**** The records

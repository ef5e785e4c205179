/// Player settings shared by the controller and the hosts that mount it.
#[derive(Clone, Debug)]
pub struct PlayerConfig {
    /// Source suffix that routes playback through the streaming engine.
    pub manifest_suffix: String,
    /// BCP-47 language tag of the attached caption track.
    pub caption_language: String,
    /// Display label of the attached caption track.
    pub caption_label: String,
    /// Whether caption tracks start in `Showing` mode.
    pub subtitles_visible: bool,
}

impl Default for PlayerConfig {
    /// HLS manifests, one English caption track shown by default.
    fn default() -> Self {
        Self {
            manifest_suffix: ".m3u8".to_string(),
            caption_language: "en".to_string(),
            caption_label: "English".to_string(),
            subtitles_visible: true,
        }
    }
}
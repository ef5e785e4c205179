pub mod config;
pub mod controller;
pub mod engine;
pub mod listeners;
pub mod media;
pub mod quality;
pub mod source;
pub mod status;
pub mod view;

#[cfg(any(test, feature = "test-utils"))]
pub mod mock;

pub use controller::PlaybackController;
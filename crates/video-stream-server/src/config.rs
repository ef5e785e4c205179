//! Configuration loading and resolution.
//!
//! Settings come from an optional TOML file, environment variables (a `.env`
//! file is loaded first by `main`) and command-line flags.

use std::net::SocketAddr;
use std::path::Path;

use anyhow::{Context, Result};
use serde::Deserialize;

/// Port used when neither `PORT` nor a bind address is configured.
pub const DEFAULT_PORT: u16 = 8000;
/// Default JSON request body limit in bytes.
pub const DEFAULT_JSON_LIMIT: usize = 256 * 1024;

pub const ENV_PORT: &str = "PORT";
pub const ENV_ALLOWED_ORIGIN: &str = "ALLOWED_ORIGIN";
pub const ENV_DATABASE_URI: &str = "DATABASE_URI";

/// Top-level server configuration loaded from TOML.
#[derive(Debug, Default, Deserialize)]
pub struct ServerConfig {
    /// Bind address (host:port).
    pub bind: Option<String>,
    /// Origin(s) allowed to make credentialed cross-origin requests,
    /// comma separated.
    pub allowed_origin: Option<String>,
    /// Database location prefix; the database name is appended to it.
    pub database_uri: Option<String>,
    /// Maximum accepted JSON body size in bytes.
    pub json_limit: Option<usize>,
}

/// Effective settings after merging file, environment and flags.
#[derive(Debug, Clone, PartialEq, Eq)]
pub struct Settings {
    pub bind: SocketAddr,
    pub allowed_origins: Vec<String>,
    pub database_uri: String,
    pub json_limit: usize,
}

impl ServerConfig {
    /// Load configuration from disk.
    pub fn load(path: &Path) -> Result<Self> {
        let raw =
            std::fs::read_to_string(path).with_context(|| format!("read config {:?}", path))?;
        let cfg = toml::from_str::<ServerConfig>(&raw)
            .with_context(|| format!("parse config {:?}", path))?;
        Ok(cfg)
    }
}

/// Merge config, environment and the `--bind` flag.
///
/// Precedence: `--bind`, then `PORT` applied to the configured host, then the
/// TOML `bind`, then `0.0.0.0:8000`. Environment values win over TOML for the
/// origin and database settings.
pub fn resolve<E>(cfg: &ServerConfig, bind_flag: Option<SocketAddr>, env: E) -> Result<Settings>
where
    E: Fn(&str) -> Option<String>,
{
    let bind = match bind_flag {
        Some(addr) => addr,
        None => {
            let mut addr = bind_from_config(cfg)?
                .unwrap_or_else(|| SocketAddr::from(([0, 0, 0, 0], DEFAULT_PORT)));
            if let Some(port) = port_from_env(&env)? {
                addr.set_port(port);
            }
            addr
        }
    };

    let allowed_origins = allowed_origins(
        non_empty(env(ENV_ALLOWED_ORIGIN)).or_else(|| cfg.allowed_origin.clone()),
    );
    let database_uri = non_empty(env(ENV_DATABASE_URI))
        .or_else(|| non_empty(cfg.database_uri.clone()))
        .ok_or_else(|| {
            anyhow::anyhow!("{ENV_DATABASE_URI} is required (environment or database_uri in config)")
        })?;

    Ok(Settings {
        bind,
        allowed_origins,
        database_uri,
        json_limit: cfg.json_limit.unwrap_or(DEFAULT_JSON_LIMIT),
    })
}

/// Parse an optional bind address from config.
pub fn bind_from_config(cfg: &ServerConfig) -> Result<Option<SocketAddr>> {
    let Some(bind) = cfg.bind.as_deref() else {
        return Ok(None);
    };
    let addr = bind.parse().with_context(|| format!("parse bind {bind}"))?;
    Ok(Some(addr))
}

fn port_from_env<E>(env: &E) -> Result<Option<u16>>
where
    E: Fn(&str) -> Option<String>,
{
    let Some(raw) = non_empty(env(ENV_PORT)) else {
        return Ok(None);
    };
    let port = raw
        .trim()
        .parse()
        .with_context(|| format!("parse {ENV_PORT} {raw}"))?;
    Ok(Some(port))
}

/// Split a comma separated origin list, dropping blanks and trailing slashes.
pub fn allowed_origins(raw: Option<String>) -> Vec<String> {
    raw.map(|value| {
        value
            .split(',')
            .map(|origin| origin.trim().trim_end_matches('/').to_string())
            .filter(|origin| !origin.is_empty())
            .collect()
    })
    .unwrap_or_default()
}

fn non_empty(value: Option<String>) -> Option<String> {
    value.filter(|v| !v.trim().is_empty())
}
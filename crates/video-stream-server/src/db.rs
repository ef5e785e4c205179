//! SQLite connectivity.
//!
//! Opens the pooled database the server needs before it may accept
//! connections.

use std::path::{Path, PathBuf};
use std::time::Duration;

use anyhow::{Context, Result};
use r2d2::Pool;
use r2d2_sqlite::SqliteConnectionManager;

/// Name appended to the configured database URI.
pub const DB_NAME: &str = "video-streaming";

const SQLITE_SCHEME: &str = "sqlite://";

#[derive(Clone)]
pub struct Database {
    pool: Pool<SqliteConnectionManager>,
    path: PathBuf,
}

impl Database {
    /// Open the pool for `database_uri` and verify a connection answers.
    pub fn connect(database_uri: &str) -> Result<Self> {
        let path = database_path(database_uri);
        if let Some(parent) = path.parent().filter(|p| !p.as_os_str().is_empty()) {
            std::fs::create_dir_all(parent)
                .with_context(|| format!("create database dir {:?}", parent))?;
        }

        let manager = SqliteConnectionManager::file(&path).with_init(|conn| {
            conn.execute_batch("PRAGMA foreign_keys = ON;")?;
            Ok(())
        });
        let pool = Pool::builder()
            .max_size(4)
            .connection_timeout(Duration::from_secs(5))
            .build(manager)
            .with_context(|| format!("open database {:?}", path))?;

        let db = Self { pool, path };
        db.ping()?;
        Ok(db)
    }

    /// Round-trip a trivial query.
    pub fn ping(&self) -> Result<()> {
        let conn = self.pool.get().context("checkout database connection")?;
        let one: i64 = conn
            .query_row("SELECT 1", [], |row| row.get(0))
            .context("database ping")?;
        anyhow::ensure!(one == 1, "unexpected ping result {one}");
        Ok(())
    }

    pub fn path(&self) -> &Path {
        &self.path
    }
}

/// File backing `database_uri`: the URI (minus an optional `sqlite://`
/// scheme) with the database name and `.db` appended.
pub fn database_path(database_uri: &str) -> PathBuf {
    let base = database_uri
        .trim()
        .strip_prefix(SQLITE_SCHEME)
        .unwrap_or(database_uri.trim());
    PathBuf::from(format!("{base}{DB_NAME}.db"))
}

#[cfg(test)]
mod tests {
    use super::*;

    fn temp_root(tag: &str) -> PathBuf {
        std::env::temp_dir().join(format!(
            "video-stream-server-{tag}-{}",
            std::time::SystemTime::now()
                .duration_since(std::time::UNIX_EPOCH)
                .unwrap()
                .as_nanos()
        ))
    }

    #[test]
    fn database_path_appends_name() {
        assert_eq!(
            database_path("./data/"),
            PathBuf::from("./data/video-streaming.db")
        );
        assert_eq!(
            database_path("sqlite:///srv/db/"),
            PathBuf::from("/srv/db/video-streaming.db")
        );
        assert_eq!(database_path("prefix-"), PathBuf::from("prefix-video-streaming.db"));
    }

    #[test]
    fn connect_creates_database_and_pings() {
        let root = temp_root("db-ok");
        let uri = format!("{}/", root.display());

        let db = Database::connect(&uri).expect("connect");

        assert!(db.path().exists());
        db.ping().expect("ping");
        let _ = std::fs::remove_dir_all(&root);
    }

    #[test]
    fn connect_fails_when_location_is_unusable() {
        let root = temp_root("db-bad");
        std::fs::create_dir_all(&root).unwrap();
        let blocker = root.join("not-a-dir");
        std::fs::write(&blocker, b"file").unwrap();
        let uri = format!("{}/nested/", blocker.display());

        assert!(Database::connect(&uri).is_err());
        let _ = std::fs::remove_dir_all(&root);
    }
}
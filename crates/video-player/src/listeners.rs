//! Listener bookkeeping keyed by registration identity.
//!
//! Every registration hands back a [`ListenerId`]; removal takes that id, so
//! a caller can only detach exactly what it attached.

/// Identity of one listener registration.
#[derive(Clone, Copy, Debug, PartialEq, Eq, Hash, PartialOrd, Ord)]
pub struct ListenerId(u64);

impl ListenerId {
    /// Raw numeric id, mostly for logging.
    pub fn get(self) -> u64 {
        self.0
    }
}

/// Ordered set of listeners grouped by event kind.
///
/// Dispatch order follows registration order.
pub struct ListenerRegistry<K, L> {
    next_id: u64,
    entries: Vec<(ListenerId, K, L)>,
}

impl<K, L> Default for ListenerRegistry<K, L> {
    fn default() -> Self {
        Self {
            next_id: 1,
            entries: Vec::new(),
        }
    }
}

impl<K: Copy + PartialEq, L> ListenerRegistry<K, L> {
    pub fn new() -> Self {
        Self::default()
    }

    /// Register `listener` for `kind` and return its identity.
    pub fn add(&mut self, kind: K, listener: L) -> ListenerId {
        let id = ListenerId(self.next_id);
        self.next_id += 1;
        self.entries.push((id, kind, listener));
        id
    }

    /// Remove the registration with `id`; returns `false` if it was not present.
    pub fn remove(&mut self, id: ListenerId) -> bool {
        let before = self.entries.len();
        self.entries.retain(|(entry_id, _, _)| *entry_id != id);
        self.entries.len() != before
    }

    /// Listeners registered for `kind`, in registration order.
    pub fn for_kind(&self, kind: K) -> impl Iterator<Item = &L> {
        self.entries
            .iter()
            .filter(move |(_, entry_kind, _)| *entry_kind == kind)
            .map(|(_, _, listener)| listener)
    }

    pub fn count(&self, kind: K) -> usize {
        self.for_kind(kind).count()
    }

    pub fn len(&self) -> usize {
        self.entries.len()
    }

    pub fn is_empty(&self) -> bool {
        self.entries.is_empty()
    }
}
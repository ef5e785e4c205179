use video_stream_types::QualityOption;

use crate::engine::EngineLevel;

/// Build the quality menu: the automatic entry, then every engine level in
/// engine order.
pub fn quality_options(levels: &[EngineLevel]) -> Vec<QualityOption> {
    std::iter::once(QualityOption::auto())
        .chain(
            levels
                .iter()
                .enumerate()
                .map(|(index, level)| QualityOption::level(level.height, index as i32)),
        )
        .collect()
}

#[cfg(test)]
mod tests {
    use super::*;

    #[test]
    fn auto_entry_leads_engine_levels() {
        let levels = [
            EngineLevel { height: 360 },
            EngineLevel { height: 720 },
            EngineLevel { height: 1080 },
        ];
        let options = quality_options(&levels);
        assert_eq!(
            options,
            vec![
                QualityOption::auto(),
                QualityOption::level(360, 0),
                QualityOption::level(720, 1),
                QualityOption::level(1080, 2),
            ]
        );
    }

    #[test]
    fn engine_order_is_preserved() {
        let levels = [EngineLevel { height: 1080 }, EngineLevel { height: 240 }];
        let options = quality_options(&levels);
        assert_eq!(options[1].label, "1080");
        assert_eq!(options[2].label, "240");
        assert_eq!(options[2].level_index, 1);
    }

    #[test]
    fn no_levels_still_offers_auto() {
        assert_eq!(quality_options(&[]), vec![QualityOption::auto()]);
    }
}
use utoipa::OpenApi;

use crate::api;

#[derive(OpenApi)]
#[openapi(
    paths(
        api::health,
    ),
    components(
        schemas(
            api::HealthResponse,
            api::ErrorResponse,
            video_stream_types::PlaybackSnapshot,
            video_stream_types::QualityOption,
            video_stream_types::SourceKind,
            video_stream_types::TrackMode,
        )
    ),
    tags(
        (name = "video-stream-server", description = "Video streaming backend API")
    )
)]
pub struct ApiDoc;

********

* Activity *
Return, from the data above, each line in which the string "loaded" appears.

* Solved exercise *
//! file is loaded first by `main`) and command-line flags.
/// Top-level server configuration loaded from TOML.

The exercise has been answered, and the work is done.